Role and Responsibilities

We are looking for an innovative data scientist with strong data and statistical skills to own the Data Science work in the Authorship product. This role will be a vital member of the Turnitin Machine Intelligence team. Your focus will be on leveraging Turnitin’s 1B+ student papers as well as our proprietary labeled datasets to understand how to detect instances of contract cheating. Being able to generate clean data from large, raw, and disparate tables is important, as well as being able to communicate your findings to teammates, colleagues and senior leadership with diverse backgrounds and skillsets. Must be able to function with high autonomy and feel comfortable owning the direction of data science within the project and helping to steer the project direction.

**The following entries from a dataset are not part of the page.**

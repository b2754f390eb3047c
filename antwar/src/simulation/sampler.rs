use glam::Vec2;
use shared::fast_sin_cos;

use super::field::Field;
use super::pheromone::PheromoneField;
use crate::config::SamplerConfig;

/// Weight of a sample that ran into food while foraging.
pub const FOOD_SAMPLE_WEIGHT: f64 = 10_000.0;

/// Fan of rays cast from an ant, relative to its heading.
#[derive(Debug, Clone, PartialEq)]
pub struct FieldSampler {
    pub angles: Vec<f32>,
    pub distance_samples: usize,
}

/// Sampled ray totals and their maximum.
#[derive(Debug, Clone, PartialEq)]
pub struct Samples {
    pub values: Vec<f64>,
    pub max: f64,
}

impl FieldSampler {
    /// `angle_samples` evenly spaced rays spanning `angle`, centred on the heading.
    pub fn new(config: &SamplerConfig) -> Self {
        let count = config.angle_samples.max(2);
        let step = config.angle / (count - 1) as f32;
        let angles = (0..count)
            .map(|i| -config.angle / 2.0 + step * i as f32)
            .collect();
        Self {
            angles,
            distance_samples: config.distance_samples,
        }
    }

    pub fn with_angles(angles: Vec<f32>, distance_samples: usize) -> Self {
        Self {
            angles,
            distance_samples,
        }
    }

    /// Walks each ray in `step` sized hops, summing `max_values^exponent`.
    /// Rock or the garden edge zeroes a ray. With `food` given, reaching a
    /// food cell adds [`FOOD_SAMPLE_WEIGHT`] and ends the ray.
    pub fn sample(
        &self,
        origin: Vec2,
        heading: f32,
        step: f32,
        field: &PheromoneField,
        rock: &Field,
        food: Option<&Field>,
        exponent: f64,
    ) -> Samples {
        let mut values = Vec::with_capacity(self.angles.len());
        let mut max = 0.0f64;

        for &angle in &self.angles {
            let (sin, cos) = fast_sin_cos(heading + angle);
            let hop = Vec2::new(cos, sin) * step;

            let mut total = 0.0f64;
            for i in 1..=self.distance_samples {
                let Some(index) = field.grid.checked_index(origin + hop * i as f32) else {
                    total = 0.0;
                    break;
                };
                if rock.data[index] != 0.0 {
                    total = 0.0;
                    break;
                }
                if food.is_some_and(|food| food.data[index] > 0.0) {
                    total += FOOD_SAMPLE_WEIGHT;
                    break;
                }
                total += (field.max_values[index] as f64).powf(exponent);
            }

            max = max.max(total);
            values.push(total);
        }

        Samples { values, max }
    }
}

#[cfg(test)]
mod tests {
    use super::*;
    use crate::simulation::field::Grid;
    use std::f32::consts::{FRAC_PI_2, PI, TAU};

    fn grid() -> Grid {
        Grid {
            width: 20,
            height: 20,
            cell_size: 10.0,
        }
    }

    #[test]
    fn angles_are_centred_on_heading() {
        let sampler = FieldSampler::new(&SamplerConfig {
            angle: FRAC_PI_2,
            angle_samples: 3,
            distance_samples: 3,
        });
        assert_eq!(sampler.angles.len(), 3);
        assert!((sampler.angles[0] + FRAC_PI_2 / 2.0).abs() < 1e-6);
        assert!(sampler.angles[1].abs() < 1e-6);

        let full = FieldSampler::new(&SamplerConfig {
            angle: TAU,
            angle_samples: 10,
            distance_samples: 4,
        });
        assert!((full.angles[0] + PI).abs() < 1e-5);
        assert!((full.angles[9] - PI).abs() < 1e-5);
    }

    #[test]
    fn rock_and_food_shape_the_samples() {
        let sampler = FieldSampler::with_angles(vec![-FRAC_PI_2, 0.0, FRAC_PI_2], 3);
        let mut trail = PheromoneField::new(grid());
        let mut rock = Field::new(grid());
        let mut food = Field::new(grid());
        let origin = Vec2::new(105.0, 105.0);

        // Ahead: a trail. Left (negative y): rock. Right: food two hops away.
        for x in 11..14 {
            trail.max_values[10 * 20 + x] = 0.5;
        }
        trail.max_values[9 * 20 + 10] = 1.0;
        rock.data[8 * 20 + 10] = 1.0;
        food.data[12 * 20 + 10] = 3.0;

        let samples = sampler.sample(origin, 0.0, 10.0, &trail, &rock, Some(&food), 1.0);
        assert_eq!(samples.values[0], 0.0, "rock blocks the ray");
        assert!((samples.values[1] - 1.5).abs() < 1e-6);
        assert_eq!(samples.values[2], FOOD_SAMPLE_WEIGHT);
        assert_eq!(samples.max, FOOD_SAMPLE_WEIGHT);

        let homebound = sampler.sample(origin, 0.0, 10.0, &trail, &rock, None, 1.0);
        assert_eq!(homebound.values[2], 0.0);
    }

    #[test]
    fn rays_leaving_the_garden_count_as_blocked() {
        let sampler = FieldSampler::with_angles(vec![PI], 3);
        let mut trail = PheromoneField::new(grid());
        trail.max_values.fill(1.0);
        let rock = Field::new(grid());
        let samples = sampler.sample(Vec2::new(15.0, 105.0), 0.0, 10.0, &trail, &rock, None, 1.0);
        assert_eq!(samples.values[0], 0.0);
    }
}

Day-to-day, your responsibilities are to:

Work closely with domain experts, project engineers and product owners and own the setting of Authorship data exploration directions.
Find, extract, and clean the necessary data from Turnitin’s vast data stores to answer those questions by writing efficient and robust SQL queries.
Develop innovative and rigorous statistical aggregation and modeling techniques to make predictions and bring forward insights from the data.
Create production ready data and modeling pipelines in the Turnitin AWS stack that will power key data features surfaced by the Authorship product.
Regularly communicate project direction, status, needs and key findings to stakeholders across the company, from teammates and colleagues to senior and executive leadership.
Stay up to date with the latest advances in applied data science by reading papers, industry blogs, and attending conferences.
Function as a Data Science thought leader within Turnitin, helping to champion good data practices and expand the vision of data science across the company.
Mentor more junior data scientists as the team grows.

Qualifications

Qualifications

Required Qualifications

Experience with the above responsibilities.
Experience in extracting insights and predictions from large, raw data stores.
Fluency in SQL, Python + Jupyter notebooks or R + RStudio, unix systems, git, github.
Strong applied knowledge of Statistics and predictive algorithms and fluency with general machine learning domains including classification, regression and unsupervised clustering.
Essential software engineering fundamentals (we use Python, Unix-based systems, git, and github for collaboration and review).
Strong data science and data exploration skills in local and cloud based workflows.
Master’s in Computer Science, Statistics, Applied Mathematics, or related field; or 3+ years of relevant industry experience.

Desired Qualifications

Interest in Education Technology and Academic Integrity.
Fluency in more advanced Machine Learning techniques such as deep learning, and recommender systems.
Prior experience in natural language processing or computational linguistics.

Additional Information

Turnitin, LLC is committed to the policy that all persons have equal access to its programs, facilities and employment without regard to race, color, ancestry, national origin, age, gender, sexual orientation, gender identity, age, religion, creed, disability, medical condition, genetic information, marital or veterans status.